### [WHAT IS EXPECTED]
Make a verbatim copy of all the records.

============================================================

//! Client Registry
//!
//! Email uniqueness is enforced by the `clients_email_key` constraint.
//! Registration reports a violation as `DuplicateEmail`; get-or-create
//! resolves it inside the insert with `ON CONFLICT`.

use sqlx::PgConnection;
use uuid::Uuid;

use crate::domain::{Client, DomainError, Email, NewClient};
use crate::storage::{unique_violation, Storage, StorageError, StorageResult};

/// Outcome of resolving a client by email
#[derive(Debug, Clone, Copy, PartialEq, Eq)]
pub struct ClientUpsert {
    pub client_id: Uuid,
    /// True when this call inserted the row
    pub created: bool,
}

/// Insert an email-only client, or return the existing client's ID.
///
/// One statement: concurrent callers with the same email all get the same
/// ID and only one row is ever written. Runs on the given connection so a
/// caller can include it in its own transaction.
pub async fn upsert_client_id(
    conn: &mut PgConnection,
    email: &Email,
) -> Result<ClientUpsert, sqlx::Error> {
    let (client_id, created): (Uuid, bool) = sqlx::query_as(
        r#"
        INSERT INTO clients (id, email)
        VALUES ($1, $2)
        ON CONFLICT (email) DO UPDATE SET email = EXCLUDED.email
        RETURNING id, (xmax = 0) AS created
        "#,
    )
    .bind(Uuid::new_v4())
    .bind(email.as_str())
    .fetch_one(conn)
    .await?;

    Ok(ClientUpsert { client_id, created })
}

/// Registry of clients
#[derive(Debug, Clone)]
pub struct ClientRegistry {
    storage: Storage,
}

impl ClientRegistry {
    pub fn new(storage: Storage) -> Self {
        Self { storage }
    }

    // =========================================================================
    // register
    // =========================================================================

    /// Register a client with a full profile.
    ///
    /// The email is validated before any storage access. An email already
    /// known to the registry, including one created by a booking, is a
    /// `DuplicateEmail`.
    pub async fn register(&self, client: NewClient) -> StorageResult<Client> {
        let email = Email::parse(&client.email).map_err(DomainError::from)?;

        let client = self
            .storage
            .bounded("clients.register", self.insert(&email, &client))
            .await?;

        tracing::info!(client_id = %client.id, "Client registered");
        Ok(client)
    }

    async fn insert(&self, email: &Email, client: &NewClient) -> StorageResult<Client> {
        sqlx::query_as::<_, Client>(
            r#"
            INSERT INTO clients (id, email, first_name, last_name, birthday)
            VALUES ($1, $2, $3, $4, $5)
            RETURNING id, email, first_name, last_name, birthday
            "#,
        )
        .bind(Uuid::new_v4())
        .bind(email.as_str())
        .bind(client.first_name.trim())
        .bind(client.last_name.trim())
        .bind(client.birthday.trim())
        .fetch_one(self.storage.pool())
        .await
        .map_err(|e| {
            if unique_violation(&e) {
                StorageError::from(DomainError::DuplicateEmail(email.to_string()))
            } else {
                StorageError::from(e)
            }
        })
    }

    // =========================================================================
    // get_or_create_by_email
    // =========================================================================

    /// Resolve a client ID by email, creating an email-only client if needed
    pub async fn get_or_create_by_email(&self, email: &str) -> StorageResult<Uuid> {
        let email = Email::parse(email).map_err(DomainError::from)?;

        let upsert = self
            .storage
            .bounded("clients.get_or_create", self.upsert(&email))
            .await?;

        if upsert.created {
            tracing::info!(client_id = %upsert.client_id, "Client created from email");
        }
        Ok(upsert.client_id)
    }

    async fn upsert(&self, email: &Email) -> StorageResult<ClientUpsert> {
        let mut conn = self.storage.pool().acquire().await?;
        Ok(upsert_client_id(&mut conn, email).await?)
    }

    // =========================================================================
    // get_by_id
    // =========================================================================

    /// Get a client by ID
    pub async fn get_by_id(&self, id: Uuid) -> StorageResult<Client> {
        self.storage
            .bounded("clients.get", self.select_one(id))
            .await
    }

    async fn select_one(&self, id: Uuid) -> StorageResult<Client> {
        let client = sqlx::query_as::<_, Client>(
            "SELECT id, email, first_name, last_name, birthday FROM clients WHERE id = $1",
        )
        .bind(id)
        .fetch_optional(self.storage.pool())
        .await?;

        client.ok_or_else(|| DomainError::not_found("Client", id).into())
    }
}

============================================================

### [ANSWER FOR THE TASK]
//! Client Registry
//!
//! Email uniqueness is enforced by the `clients_email_key` constraint.
//! Registration reports a violation as `DuplicateEmail`; get-or-create
//! resolves it inside the insert with `ON CONFLICT`.

use sqlx::PgConnection;
use uuid::Uuid;

use crate::domain::{Client, DomainError, Email, NewClient};
use crate::storage::{unique_violation, Storage, StorageError, StorageResult};

/// Outcome of resolving a client by email
#[derive(Debug, Clone, Copy, PartialEq, Eq)]
pub struct ClientUpsert {
    pub client_id: Uuid,
    /// True when this call inserted the row
    pub created: bool,
}

/// Insert an email-only client, or return the existing client's ID.
///
/// One statement: concurrent callers with the same email all get the same
/// ID and only one row is ever written. Runs on the given connection so a
/// caller can include it in its own transaction.
pub async fn upsert_client_id(
    conn: &mut PgConnection,
    email: &Email,
) -> Result<ClientUpsert, sqlx::Error> {
    let (client_id, created): (Uuid, bool) = sqlx::query_as(
        r#"
        INSERT INTO clients (id, email)
        VALUES ($1, $2)
        ON CONFLICT (email) DO UPDATE SET email = EXCLUDED.email
        RETURNING id, (xmax = 0) AS created
        "#,
    )
    .bind(Uuid::new_v4())
    .bind(email.as_str())
    .fetch_one(conn)
    .await?;

    Ok(ClientUpsert { client_id, created })
}

/// Registry of clients
#[derive(Debug, Clone)]
pub struct ClientRegistry {
    storage: Storage,
}

impl ClientRegistry {
    pub fn new(storage: Storage) -> Self {
        Self { storage }
    }

    // =========================================================================
    // register
    // =========================================================================

    /// Register a client with a full profile.
    ///
    /// The email is validated before any storage access. An email already
    /// known to the registry, including one created by a booking, is a
    /// `DuplicateEmail`.
    pub async fn register(&self, client: NewClient) -> StorageResult<Client> {
        let email = Email::parse(&client.email).map_err(DomainError::from)?;

        let client = self
            .storage
            .bounded("clients.register", self.insert(&email, &client))
            .await?;

        tracing::info!(client_id = %client.id, "Client registered");
        Ok(client)
    }

    async fn insert(&self, email: &Email, client: &NewClient) -> StorageResult<Client> {
        sqlx::query_as::<_, Client>(
            r#"
            INSERT INTO clients (id, email, first_name, last_name, birthday)
            VALUES ($1, $2, $3, $4, $5)
            RETURNING id, email, first_name, last_name, birthday
            "#,
        )
        .bind(Uuid::new_v4())
        .bind(email.as_str())
        .bind(client.first_name.trim())
        .bind(client.last_name.trim())
        .bind(client.birthday.trim())
        .fetch_one(self.storage.pool())
        .await
        .map_err(|e| {
            if unique_violation(&e) {
                StorageError::from(DomainError::DuplicateEmail(email.to_string()))
            } else {
                StorageError::from(e)
            }
        })
    }

    // =========================================================================
    // get_or_create_by_email
    // =========================================================================

    /// Resolve a client ID by email, creating an email-only client if needed
    pub async fn get_or_create_by_email(&self, email: &str) -> StorageResult<Uuid> {
        let email = Email::parse(email).map_err(DomainError::from)?;

        let upsert = self
            .storage
            .bounded("clients.get_or_create", self.upsert(&email))
            .await?;

        if upsert.created {
            tracing::info!(client_id = %upsert.client_id, "Client created from email");
        }
        Ok(upsert.client_id)
    }

    async fn upsert(&self, email: &Email) -> StorageResult<ClientUpsert> {
        let mut conn = self.storage.pool().acquire().await?;
        Ok(upsert_client_id(&mut conn, email).await?)
    }

    // =========================================================================
    // get_by_id
    // =========================================================================

    /// Get a client by ID
    pub async fn get_by_id(&self, id: Uuid) -> StorageResult<Client> {
        self.storage
            .bounded("clients.get", self.select_one(id))
            .await
    }

    async fn select_one(&self, id: Uuid) -> StorageResult<Client> {
        let client = sqlx::query_as::<_, Client>(
            "SELECT id, email, first_name, last_name, birthday FROM clients WHERE id = $1",
        )
        .bind(id)
        .fetch_optional(self.storage.pool())
        .await?;

        client.ok_or_else(|| DomainError::not_found("Client", id).into())
    }
}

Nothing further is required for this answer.